If you haven't read Rapid Development, I highly recommend it. What makes it super pertinent now is how it leaves off just as it should start talking about Agile. So it gives you a thorough background of "how we got here". When you read the sections on iterative development and iterative prototyping, it will make any additional research you do on Agile that much more meaningful.
I thought that agile practices, as expressed by Kent Beck in "Extreme Programming", were merely best engineering practices turned up to eleven:
If code review is good, we'll code review all the time by pair programming.
If integrating often is good, we'll integrate all the time with continuous integration.
If testing is good, we'll test all the time with test driven development.
If this is true, I'd say that agile practices need not conflict with traditional software engineering. They're merely traditional ideas taken to an extreme.
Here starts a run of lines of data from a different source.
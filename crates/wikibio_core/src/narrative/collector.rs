//! Event collection, same-date merging and truncation.
//!
//! # Responsibility
//! - Gather every event touching the subject: own events, family events,
//!   spouse deaths and (optionally) children's births and deaths.
//! - Merge co-dated events into buckets and sort them chronologically.
//! - Bound the narrative at the subject's terminal event.
//!
//! # Invariants
//! - `Parent` and `Spouse` roles are synthesized here and never persisted.
//! - Within a bucket a Primary Birth/Death/Marriage leads; other entries
//!   keep encounter order.
//! - Undated events sort after dated ones.

use super::error::BioResult;
use super::markup::UNDATED_PLACEHOLDER;
use super::relations::{spouse_of, Relations};
use crate::model::date::GenDate;
use crate::model::event::{Event, EventRole, EventType};
use crate::model::person::Person;
use crate::repo::tree_db::TreeDatabase;
use log::debug;

/// Role of an event within the subject's narrative.
///
/// Stored roles map one-to-one; `Parent` and `Spouse` are collector-only.
#[derive(Debug, Clone, Copy, PartialEq, Eq, Hash)]
pub enum BucketRole {
    Primary,
    Family,
    Witness,
    Informant,
    /// Birth or death of one of the subject's children.
    Parent,
    /// Death of the subject's spouse.
    Spouse,
}

impl BucketRole {
    pub fn label(self) -> &'static str {
        match self {
            Self::Primary => "Primary",
            Self::Family => "Family",
            Self::Witness => "Witness",
            Self::Informant => "Informant",
            Self::Parent => "Parent",
            Self::Spouse => "Spouse",
        }
    }

    /// Witness and Informant entries are subject to the witness-event filter.
    pub fn is_witness_like(self) -> bool {
        matches!(self, Self::Witness | Self::Informant)
    }
}

impl From<EventRole> for BucketRole {
    fn from(value: EventRole) -> Self {
        match value {
            EventRole::Primary => Self::Primary,
            EventRole::Family => Self::Family,
            EventRole::Witness => Self::Witness,
            EventRole::Informant => Self::Informant,
        }
    }
}

#[derive(Debug, Clone, PartialEq, Eq)]
pub struct BucketEntry {
    pub event: Event,
    pub role: BucketRole,
}

impl BucketEntry {
    fn is_primary_headline(&self) -> bool {
        self.role == BucketRole::Primary && self.event.kind.is_headline()
    }

    fn is_primary_terminal(&self) -> bool {
        self.role == BucketRole::Primary
            && matches!(self.event.kind, EventType::Death | EventType::Burial)
    }
}

/// Events sharing one date.
#[derive(Debug, Clone, PartialEq, Eq)]
pub struct EventBucket {
    pub date: GenDate,
    /// Display text of `date`, or a placeholder for undated buckets.
    pub date_text: String,
    pub entries: Vec<BucketEntry>,
}

struct Pending {
    date: GenDate,
    entry: BucketEntry,
}

/// Collects the subject's merged, sorted and truncated event buckets.
pub fn collect_events<D: TreeDatabase + ?Sized>(
    relations: &Relations<'_, D>,
    person: &Person,
    include_children: bool,
) -> BioResult<Vec<EventBucket>> {
    let pending = gather(relations, person, include_children)?;
    let merged = merge_same_dates(pending);

    let terminal = merged
        .iter()
        .rposition(|bucket| bucket.entries.iter().any(BucketEntry::is_primary_terminal));

    let mut ordered: Vec<(usize, EventBucket)> = merged.into_iter().enumerate().collect();
    ordered.sort_by(|(_, left), (_, right)| left.date.cmp(&right.date));

    if let Some(terminal) = terminal {
        if let Some(position) = ordered.iter().position(|(seq, _)| *seq == terminal) {
            ordered.truncate(position + 1);
        }
    }

    Ok(ordered
        .into_iter()
        .map(|(_, bucket)| {
            let date_text = relations
                .dates()
                .display(&bucket.date)
                .unwrap_or_else(|| UNDATED_PLACEHOLDER.to_string());
            EventBucket { date_text, ..bucket }
        })
        .collect())
}

fn gather<D: TreeDatabase + ?Sized>(
    relations: &Relations<'_, D>,
    person: &Person,
    include_children: bool,
) -> BioResult<Vec<Pending>> {
    let db = relations.db();
    let mut pending = Vec::new();

    for event_ref in &person.event_refs {
        let Some(event) = db.event(&event_ref.event)? else {
            debug!(
                "event=missing_reference module=collector class=event handle={}",
                event_ref.event
            );
            continue;
        };
        pending.push(Pending {
            date: event.date.clone(),
            entry: BucketEntry {
                event,
                role: event_ref.role.into(),
            },
        });
    }

    for family_handle in &person.family_handles {
        let Some(family) = db.family(family_handle)? else {
            debug!("event=missing_reference module=collector class=family handle={family_handle}");
            continue;
        };

        for event_ref in &family.event_refs {
            if let Some(event) = db.event(&event_ref.event)? {
                insert_sorted(&mut pending, event, event_ref.role.into());
            }
        }

        // An unknown-gender subject in the father slot resolves to itself.
        let spouse_handle = spouse_of(person, &family).filter(|h| *h != person.handle);
        if let Some(spouse_handle) = spouse_handle {
            if let Some(spouse) = db.person(&spouse_handle)? {
                if let Some(death) = relations.death_or_fallback(&spouse)? {
                    insert_sorted(&mut pending, death, BucketRole::Spouse);
                }
            }
        }

        if include_children {
            for child_ref in &family.children {
                let Some(child) = db.person(&child_ref.child)? else {
                    continue;
                };
                if let Some(birth) = relations.birth_or_fallback(&child)? {
                    insert_sorted(&mut pending, birth, BucketRole::Parent);
                }
                if let Some(death) = relations.death_or_fallback(&child)? {
                    insert_sorted(&mut pending, death, BucketRole::Parent);
                }
            }
        }
    }

    Ok(pending)
}

/// Inserts before the first entry dated after `event`, else appends.
fn insert_sorted(pending: &mut Vec<Pending>, event: Event, role: BucketRole) {
    let date = event.date.clone();
    let entry = Pending {
        date,
        entry: BucketEntry { event, role },
    };
    let later = pending
        .iter()
        .position(|existing| existing.date > entry.date);
    match later {
        Some(index) => pending.insert(index, entry),
        None => pending.push(entry),
    }
}

fn merge_same_dates(pending: Vec<Pending>) -> Vec<EventBucket> {
    let mut merged: Vec<EventBucket> = Vec::new();
    for Pending { date, entry } in pending {
        match merged.last_mut() {
            Some(last) if last.date == date => {
                if entry.is_primary_headline() {
                    last.entries.insert(0, entry);
                } else {
                    last.entries.push(entry);
                }
            }
            _ => merged.push(EventBucket {
                date,
                date_text: String::new(),
                entries: vec![entry],
            }),
        }
    }
    merged
}

#[cfg(test)]
mod tests {
    use super::{insert_sorted, merge_same_dates, BucketEntry, BucketRole, Pending};
    use crate::model::date::GenDate;
    use crate::model::event::{Event, EventType};
    use crate::model::handle::Handle;

    fn pending(handle: &str, kind: EventType, date: GenDate, role: BucketRole) -> Pending {
        Pending {
            date: date.clone(),
            entry: BucketEntry {
                event: Event::new(Handle::from(handle), kind, date),
                role,
            },
        }
    }

    #[test]
    fn insert_sorted_places_before_first_later_date_and_after_equal_ones() {
        let mut list = vec![
            pending("a", EventType::Birth, GenDate::year(1850), BucketRole::Primary),
            pending("b", EventType::Death, GenDate::year(1900), BucketRole::Primary),
        ];
        insert_sorted(
            &mut list,
            Event::new(Handle::from("c"), EventType::Marriage, GenDate::year(1850)),
            BucketRole::Family,
        );
        insert_sorted(
            &mut list,
            Event::new(Handle::from("d"), EventType::Census, GenDate::empty()),
            BucketRole::Primary,
        );
        let order: Vec<&str> = list.iter().map(|p| p.entry.event.handle.as_str()).collect();
        assert_eq!(order, vec!["a", "c", "b", "d"]);
    }

    #[test]
    fn dated_events_insert_before_undated_ones() {
        let mut list = vec![pending(
            "u",
            EventType::Residence,
            GenDate::empty(),
            BucketRole::Primary,
        )];
        insert_sorted(
            &mut list,
            Event::new(Handle::from("m"), EventType::Marriage, GenDate::year(1870)),
            BucketRole::Family,
        );
        assert_eq!(list[0].entry.event.handle.as_str(), "m");
    }

    #[test]
    fn merge_puts_primary_headline_first() {
        let day = GenDate::ymd(1850, 5, 1);
        let merged = merge_same_dates(vec![
            pending("bap", EventType::Baptism, day.clone(), BucketRole::Primary),
            pending("sib", EventType::Birth, day.clone(), BucketRole::Parent),
            pending("own", EventType::Birth, day.clone(), BucketRole::Primary),
        ]);
        assert_eq!(merged.len(), 1);
        let order: Vec<&str> = merged[0]
            .entries
            .iter()
            .map(|e| e.event.handle.as_str())
            .collect();
        assert_eq!(order, vec!["own", "bap", "sib"]);
    }

    #[test]
    fn merge_only_joins_adjacent_equal_dates() {
        let merged = merge_same_dates(vec![
            pending("a", EventType::Census, GenDate::year(1851), BucketRole::Primary),
            pending("b", EventType::Census, GenDate::year(1861), BucketRole::Primary),
            pending("c", EventType::Residence, GenDate::year(1851), BucketRole::Primary),
        ]);
        assert_eq!(merged.len(), 3);
    }
}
I'd also wonder if agile is less about practices and more about mindset and ideals: see The Agile Manifesto. I think this is where the real clash lies, because most of the companies that practice traditional engineering don't embrace those ideals. It goes against traditional project management thinking.
Agile should not change your engineering practices. Agile is a way of breaking up the work into story points and giving you the ability to track the project as it progresses.
Agile has nothing to do with s/ware engineering as it can be adopted for anything. Even toasting bread.
The simple answer is "no, they don't."
Agile methodologies are ways to impose discipline on software development and hopefully get to best practices. There are other methodologies that have the same goals, and those methodologies may conflict with Agile methodologies; but the goals are similar.
After a few years of software development in several companies I must admit if cars were developed in the same way software is, I would go to work on foot. I haven't seen any software engeering yet. It's always the same. Start typing without any plan or model or concept or anything just endless refactorings and changes. Most of them could have been avoided if there were just time to think before you start. Everyone wants to see instant results but no one cares about the quality and extensibility.